The conventional wisdom is that brands matter and plenty of studies have explored this theme over the years. This month a new study of 2,717 U.S. senior executives demonstrates that CEO pay drops by 12% when brand equity increases! For non-CEO executives such as CMOs, the drop in pay is more encouraging, a mere 2%.[i]

You could say that increasing brand equity saved companies $1.3 million in CEO pay and $90,000 in CMO pay on the average!

The study was conducted by Prof. Nader T. Tavassoli and a team of researchers at the London Business School and was published in the July – August 2015 edition of Harvard Business Review. It is based on U.S. data spanning 2000 to 2010. Pay was measured using Standard & Poor’s ExecuComp database. Brand strength was measured using BAV Consulting’s consumer surveys. Both are reputable and Nader Tavassoli is a prolific academic and esteemed researcher.

So what can you do, dear CEO or CMO to save your paycheck when your brand equity measures go up and HR approaches you to have a compensation discussion? There are several courses of action:

First, be prepared to discount the rankings! This is the first line of defense. Call into question the league tables that advertising agency networks publish with credible media companies like Bloomberg or Forbes or the Financial Times. These league tables rank your brand relative to hundreds of others, often based on limited information about industry, category, or consumer behavior. There is plenty of criticism of these rankings available online to construct a thoughtful response questioning the validity of the results or discarding these rankings as just good for publicity or PR.

  • A comprehensive evaluation of several brand rankings was done recently and can be found here.[ii] The study also lists other critical assessments of league tables by other authors in the past, The work has received quite some attention.
  • The terrific Marketing Week commentator Mark Ritson questioned whether what these brand valuation firms do actually amounts to a lot of nonsense given that they widely overestimate the strengths of the brands, as he writes: …there was a possibility that much of what they do was bollocks.[iii]
  • You can further your knowledge about this by some of the authors of these league tables responses.[iv]

Second, be proactive and keep all evidence of why brands matter always close by or easily accessible. So that when HR approaches you, you are battle-ready and equipped with the latest studies that prove a brand’s worth in driving sales, creating a price premium and building leverage for brand extensions, let’s say.

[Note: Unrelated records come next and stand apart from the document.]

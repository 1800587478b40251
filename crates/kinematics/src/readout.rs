//! Indexed reads of a snapshot for the stats panel and plot widgets.

use serde::Serialize;
use timeseries::is_valid_sample;

use crate::engine::KinematicsSnapshot;

pub const NO_DATA: &str = "no data";

/// Values shown for the selected marker at one frame. `None` renders as
/// [`NO_DATA`].
#[derive(Debug, Clone, Default, PartialEq, Serialize)]
pub struct FrameStats {
    pub position: Option<(f64, f64)>,
    pub speed: Option<f64>,
    pub acceleration: Option<f64>,
    pub angle: Option<f64>,
    pub angular_velocity: Option<f64>,
    pub angular_acceleration: Option<f64>,
}

impl FrameStats {
    pub fn rows(&self, snapshot: &KinematicsSnapshot) -> Vec<(String, String)> {
        let u = &snapshot.units;
        vec![
            (format!("Position ({})", u.position), fmt_pair(self.position)),
            (format!("Linear Velocity ({})", u.velocity), fmt(self.speed, 4)),
            (format!("Linear Acceleration ({})", u.acceleration), fmt(self.acceleration, 4)),
            ("Angle (deg)".to_string(), fmt(self.angle, 2)),
            ("Angular Velocity (deg/s)".to_string(), fmt(self.angular_velocity, 2)),
            ("Angular Acceleration (deg/s²)".to_string(), fmt(self.angular_acceleration, 2)),
        ]
    }
}

fn fmt(v: Option<f64>, decimals: usize) -> String {
    match v {
        Some(v) => format!("{v:.decimals$}"),
        None => NO_DATA.to_string(),
    }
}

fn fmt_pair(v: Option<(f64, f64)>) -> String {
    match v {
        Some((x, y)) => format!("({x:.4}, {y:.4})"),
        None => NO_DATA.to_string(),
    }
}

fn at(series: &[f64], frame: usize) -> Option<f64> { series.get(frame).copied().filter(|v| !v.is_nan()) }

impl KinematicsSnapshot {
    /// Stats at `frame`. A frame where the marker was not detected has no
    /// values at all.
    pub fn sample(&self, frame: usize) -> FrameStats {
        let (Some(&x), Some(&y)) = (self.x.get(frame), self.y.get(frame)) else { return FrameStats::default() };
        if !is_valid_sample(x, y) {
            return FrameStats::default();
        }
        let angle = self.angle.as_ref();
        FrameStats {
            position: Some((x, y)),
            speed: at(&self.vtotal, frame),
            acceleration: at(&self.atotal, frame),
            angle: angle.and_then(|a| at(&a.angle, frame)),
            angular_velocity: angle.and_then(|a| at(&a.angvel, frame)),
            angular_acceleration: angle.and_then(|a| at(&a.angacc, frame)),
        }
    }

    pub fn plot(&self, quantity: Quantity) -> Option<PlotSeries<'_>> {
        let values: &[f64] = match quantity {
            Quantity::Vx => &self.vx,
            Quantity::Vy => &self.vy,
            Quantity::Vtotal => &self.vtotal,
            Quantity::Ax => &self.ax,
            Quantity::Ay => &self.ay,
            Quantity::Atotal => &self.atotal,
            Quantity::AngularVelocity => &self.angle.as_ref()?.angvel,
            Quantity::AngularAcceleration => &self.angle.as_ref()?.angacc,
        };
        let n = self.time.len().min(values.len());
        Some(PlotSeries { quantity, time: &self.time[..n], values: &values[..n] })
    }

    pub fn plot_title(&self, quantity: Quantity) -> String {
        match quantity {
            Quantity::AngularVelocity | Quantity::AngularAcceleration => match self.angle_group() {
                Some(group) => format!("{}: {group}", quantity.title()),
                None => format!("{} (no angle data)", quantity.title()),
            },
            Quantity::Vx | Quantity::Vy | Quantity::Vtotal => format!("Linear Velocity ({})", self.units.velocity),
            Quantity::Ax | Quantity::Ay | Quantity::Atotal => format!("Linear Acceleration ({})", self.units.acceleration),
        }
    }
}

#[derive(Debug, Clone, Copy, PartialEq, Eq, Serialize)]
pub enum Quantity {
    Vx,
    Vy,
    Vtotal,
    Ax,
    Ay,
    Atotal,
    AngularVelocity,
    AngularAcceleration,
}

impl Quantity {
    pub const ALL: [Quantity; 8] = [
        Quantity::Vx,
        Quantity::Vy,
        Quantity::Vtotal,
        Quantity::Ax,
        Quantity::Ay,
        Quantity::Atotal,
        Quantity::AngularVelocity,
        Quantity::AngularAcceleration,
    ];

    pub fn title(self) -> &'static str {
        match self {
            Quantity::Vx => "Vx",
            Quantity::Vy => "Vy",
            Quantity::Vtotal => "Vtotal",
            Quantity::Ax => "Ax",
            Quantity::Ay => "Ay",
            Quantity::Atotal => "Atotal",
            Quantity::AngularVelocity => "Angular Velocity",
            Quantity::AngularAcceleration => "Angular Acceleration",
        }
    }
}

/// Time/value pairs trimmed to their common length.
#[derive(Debug, Clone, Copy, PartialEq)]
pub struct PlotSeries<'a> {
    pub quantity: Quantity,
    pub time: &'a [f64],
    pub values: &'a [f64],
}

There is plenty of research to go by and even more anecdotal information in the form of case studies. I spare you citing research on consumer brands. You just can cite Starbucks, Uber or Coca-Cola as examples of the power of the brand to drive volume, price premium and more, and HR executives can connect with these brands and will understand you. For B2B brands, just a few examples since these studies are harder to come by:

  • Brand building consistently generates outsize growth, profitability, and returns.[v]
  • A company brand is on par with sales as an influencing factor in B2B purchase decisions.[vi]
  • Emotional benefits or brand-related benefits have twice the impact the impact on purchase decisions than functional or product-related benefits in B2B decisions.[vii]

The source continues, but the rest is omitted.